In Isringhausen's estimation, he hasn't regularly thrown a changeup since his last season as a full-time starter, way back in 1997. Since born again as a reliever, Isringhausen has focused his energies exclusively upon his fastballs, cutters and curveballs -- the latter being his primary out pitch.

Though he doesn't envision the changeup becoming a prevalent part of his repertoire, Isringhausen does plan to use it during games -- if for no other reason than to prove that he can throw it. No longer pitching regularly in the mid-90s, Isringhausen feels he needs to add an element of deception to his game, giving hitters something else to keep in the back of their minds.

"I just never needed it," Isringhausen said. "When you're throwing in the mid-90s, you don't need a changeup."

Visa issues continue to delay Paulino's arrival

PORT ST. LUCIE, Fla. -- The visa issues plaguing catcher Ronny Paulino kept him out of camp for a sixth straight day on Thursday, with no resolution in sight.

Paulino, who was due to report to camp last Saturday, continues to experience trouble entering the United States from his native Dominican Republic. The Mets originally expected him to arrive Monday or Tuesday, but those dates have long since passed.

"We've got a lot of time to get him ready," manager Terry Collins said. "He'll get his chance to catch. He can learn that fast."

As Collins noted, the absence should not affect Paulino's timetable -- he had already been scheduled to spend time in extended Spring Training come April, due to the eight games remaining on his 50-game performance-enhancing substance suspension.

Paulino, 29, inked a one-year, $1.3 million contract in December to serve as Josh Thole's backup behind the plate.

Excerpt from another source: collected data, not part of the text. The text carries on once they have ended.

//! DealBridge search crate
//!
//! Buyer-facing discovery over published proposals: filtered queries,
//! relevance-scored full-text search, pagination and capability-aware
//! result projection.

pub mod engine;
pub mod filters;
pub mod pagination;
pub mod projection;

pub use engine::{ScoredResult, SearchEngine, SearchResults};
pub use filters::{visibility_baseline, SearchFilters};
pub use pagination::{PageInfo, PageWindow, DEFAULT_PAGE_SIZE, MAX_PAGE_SIZE};
pub use projection::{project, revenue_bucket, ProposalView, TeaserView};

Beltran keeps up intensity of running program

PORT ST. LUCIE, Fla. -- The Mets' training staff wanted to decrease the intensity of Carlos Beltran's running program on Thursday.

Beltran said no chance.

Aiming to whip his surgically repaired right knee into game shape as quickly as possible, Beltran pressed forward by participating in baserunning drills Thursday, marking yet another progression in his rehab.

"That's a huge sign, because he told me when he starts running the bases, he'll be closer to playing," manager Terry Collins said.

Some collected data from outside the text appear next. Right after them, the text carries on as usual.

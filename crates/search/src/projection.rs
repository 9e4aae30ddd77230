//! Result projection
//!
//! Each search result is rendered at the caller's permitted information
//! level: strangers get the teaser projection with a bucketed revenue
//! range instead of financial specifics; creators, admins and NDA holders
//! get the full proposal.

use chrono::{DateTime, Utc};
use dealbridge_common::domain::{CompanySize, Industry, Proposal, ProposalStatus};
use dealbridge_lifecycle::Capabilities;
use serde::Serialize;
use uuid::Uuid;

/// Coarse revenue description shown to non-NDA callers
pub fn revenue_bucket(annual_revenue: Option<i64>) -> &'static str {
    match annual_revenue {
        None => "undisclosed",
        Some(r) if r < 1_000_000 => "< 1M",
        Some(r) if r < 10_000_000 => "1M - 10M",
        Some(r) if r < 100_000_000 => "10M - 100M",
        Some(_) => "> 100M",
    }
}

/// Public-safe rendering of a proposal
#[derive(Debug, Clone, Serialize)]
pub struct TeaserView {
    pub id: Uuid,
    pub status: ProposalStatus,
    pub title: Option<String>,
    pub tagline: Option<String>,
    pub summary: Option<String>,
    pub highlights: Vec<String>,
    pub industry: Option<Industry>,
    pub company_size: Option<CompanySize>,
    pub headquarters: Option<String>,
    pub founded_year: Option<i32>,
    /// Bucketed range string; never raw financials
    pub revenue_range: &'static str,
    pub view_count: i64,
    pub created_at: DateTime<Utc>,
}

/// A proposal rendered at the caller's information level
#[derive(Debug, Clone, Serialize)]
#[serde(tag = "projection", rename_all = "snake_case")]
pub enum ProposalView {
    Teaser(TeaserView),
    Full(Proposal),
}

impl ProposalView {
    pub fn id(&self) -> Uuid {
        match self {
            ProposalView::Teaser(t) => t.id,
            ProposalView::Full(p) => p.id,
        }
    }
}

/// Render a proposal for the given capability set
pub fn project(proposal: Proposal, caps: &Capabilities) -> ProposalView {
    if caps.can_view_full {
        return ProposalView::Full(proposal);
    }

    let teaser = proposal.teaser_content.as_ref();
    let company = proposal.company_info.as_ref();
    ProposalView::Teaser(TeaserView {
        id: proposal.id,
        status: proposal.status,
        title: teaser.map(|t| t.title.clone()),
        tagline: teaser.and_then(|t| t.tagline.clone()),
        summary: teaser.map(|t| t.summary.clone()),
        highlights: teaser.map(|t| t.highlights.clone()).unwrap_or_default(),
        industry: company.map(|c| c.industry),
        company_size: company.map(|c| c.company_size),
        headquarters: company.map(|c| c.headquarters.clone()),
        founded_year: company.map(|c| c.founded_year),
        revenue_range: revenue_bucket(
            proposal.financial_info.as_ref().map(|f| f.annual_revenue),
        ),
        view_count: proposal.view_count,
        created_at: proposal.created_at,
    })
}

Regardless, the Mets plan on holding Beltran out of the first week of Grapefruit League games, limiting him to designated-hitter duties once he does play. The team wants Beltran to work into shape before making a decision on their starting center fielder.

Worth noting

The latest victim of R.A. Dickey's knuckle ball was Angel Pagan, who showed off a bloody fingernail Thursday afternoon -- the product of a flailing swing against one of Dickey's midseason knucklers. "Nasty," Pagan said, referring to the pitch and not the fingernail. ... Manager Terry Collins expanded the scope of the second-base competition Thursday, saying that both Ruben Tejada and Chin-lung Hu have outside chances to win starting jobs. ... Collins heaped praise upon Nationals prospect Bryce Harper, who will travel to Port St. Lucie for a game on Monday. "Oh God almighty, that bat's special," said Collins, who watched Harper play last summer.